_Stored data:_
:::

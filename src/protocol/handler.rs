//! The per-connection protocol state machine.
//!
//! # Responsibilities
//! - Read framed packets and dispatch on the prefix code
//! - Track content-length bookkeeping across packet boundaries
//! - Bind the servlet for the cycle and drive response emission
//! - Re-arm between cycles via `reset`
//!
//! # State Machine
//! ```text
//! Idle --first packet--> Assigned --reset--> Idle
//! ```
//!
//! # Design Decisions
//! - The handler owns its connection for the cycle; `reset(true)` drops
//!   it so the handler can be reassigned
//! - An unknown prefix code abandons the cycle, never the connection
//! - A forward request with a declared nonzero body synchronously
//!   consumes the next packet before control returns

use std::io;
use std::sync::{Arc, Mutex, PoisonError};

use crate::net::connection::AjpConnection;
use crate::protocol::encoder;
use crate::protocol::error::{ProtocolError, ProtocolResult};
use crate::protocol::request::{AjpRequest, CPing, ForwardRequest, RequestBody};
use crate::protocol::{
    magic_matches, MAX_READ_BODY_CHUNK_SIZE, MAX_SEND_BODY_CHUNK_SIZE, PREFIX_CPING,
    PREFIX_FORWARD_REQUEST, PREFIX_PING, PREFIX_SHUTDOWN,
};
use crate::server::AjpContext;
use crate::servlet::{self, ErrorServlet, PooledServlet, Servlet, ServletRequest, ServletResponse};

/// Sentinel for "no content-length header present".
const CONTENT_LENGTH_NOT_SET: i64 = -1;

/// Cycle state of a handler.
#[derive(Debug, Clone, Copy, PartialEq, Eq)]
pub enum HandlerState {
    /// Between cycles; the next packet starts a new one.
    Idle,
    /// Inside a cycle; later packets are body continuations.
    Assigned,
}

/// The protocol state machine bound to one connection at a time.
pub struct RequestHandler {
    ctx: Arc<AjpContext>,
    conn: Option<AjpConnection>,
    state: HandlerState,
    content_length: i64,
    total_requested_content_length: i64,
    headers_sent: bool,
    service_method_called: bool,
    end_response_sent: bool,
    is_form_data: bool,
    empty_data_package_received: bool,
    http_session_id: Option<String>,
    http_session_joined: bool,
    servlet_path: Option<String>,
    servlet: Option<PooledServlet>,
    request: Option<AjpRequest>,
    body: Option<Vec<u8>>,
}
//! Network plumbing: connection wrapper, socket accounting, listener
//! workers.

pub mod connection;
pub mod listener;

pub use connection::{AjpConnection, BufferPool, SocketGuard, SocketTracker};
pub use listener::{Listener, ListenerActivity};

:::

_What to work on:_
Please retype the data above exactly, including every line.

_Expected answer:_
filename src/protocol/handler.rs
//! The per-connection protocol state machine.
//!
//! # Responsibilities
//! - Read framed packets and dispatch on the prefix code
//! - Track content-length bookkeeping across packet boundaries
//! - Bind the servlet for the cycle and drive response emission
//! - Re-arm between cycles via `reset`
//!
//! # State Machine
//! ```text
//! Idle --first packet--> Assigned --reset--> Idle
//! ```
//!
//! # Design Decisions
//! - The handler owns its connection for the cycle; `reset(true)` drops
//!   it so the handler can be reassigned
//! - An unknown prefix code abandons the cycle, never the connection
//! - A forward request with a declared nonzero body synchronously
//!   consumes the next packet before control returns

use std::io;
use std::sync::{Arc, Mutex, PoisonError};

use crate::net::connection::AjpConnection;
use crate::protocol::encoder;
use crate::protocol::error::{ProtocolError, ProtocolResult};
use crate::protocol::request::{AjpRequest, CPing, ForwardRequest, RequestBody};
use crate::protocol::{
    magic_matches, MAX_READ_BODY_CHUNK_SIZE, MAX_SEND_BODY_CHUNK_SIZE, PREFIX_CPING,
    PREFIX_FORWARD_REQUEST, PREFIX_PING, PREFIX_SHUTDOWN,
};
use crate::server::AjpContext;
use crate::servlet::{self, ErrorServlet, PooledServlet, Servlet, ServletRequest, ServletResponse};

/// Sentinel for "no content-length header present".
const CONTENT_LENGTH_NOT_SET: i64 = -1;

/// Cycle state of a handler.
#[derive(Debug, Clone, Copy, PartialEq, Eq)]
pub enum HandlerState {
    /// Between cycles; the next packet starts a new one.
    Idle,
    /// Inside a cycle; later packets are body continuations.
    Assigned,
}

/// The protocol state machine bound to one connection at a time.
pub struct RequestHandler {
    ctx: Arc<AjpContext>,
    conn: Option<AjpConnection>,
    state: HandlerState,
    content_length: i64,
    total_requested_content_length: i64,
    headers_sent: bool,
    service_method_called: bool,
    end_response_sent: bool,
    is_form_data: bool,
    empty_data_package_received: bool,
    http_session_id: Option<String>,
    http_session_joined: bool,
    servlet_path: Option<String>,
    servlet: Option<PooledServlet>,
    request: Option<AjpRequest>,
    body: Option<Vec<u8>>,
}
//! Network plumbing: connection wrapper, socket accounting, listener
//! workers.

pub mod connection;
pub mod listener;

pub use connection::{AjpConnection, BufferPool, SocketGuard, SocketTracker};
pub use listener::{Listener, ListenerActivity};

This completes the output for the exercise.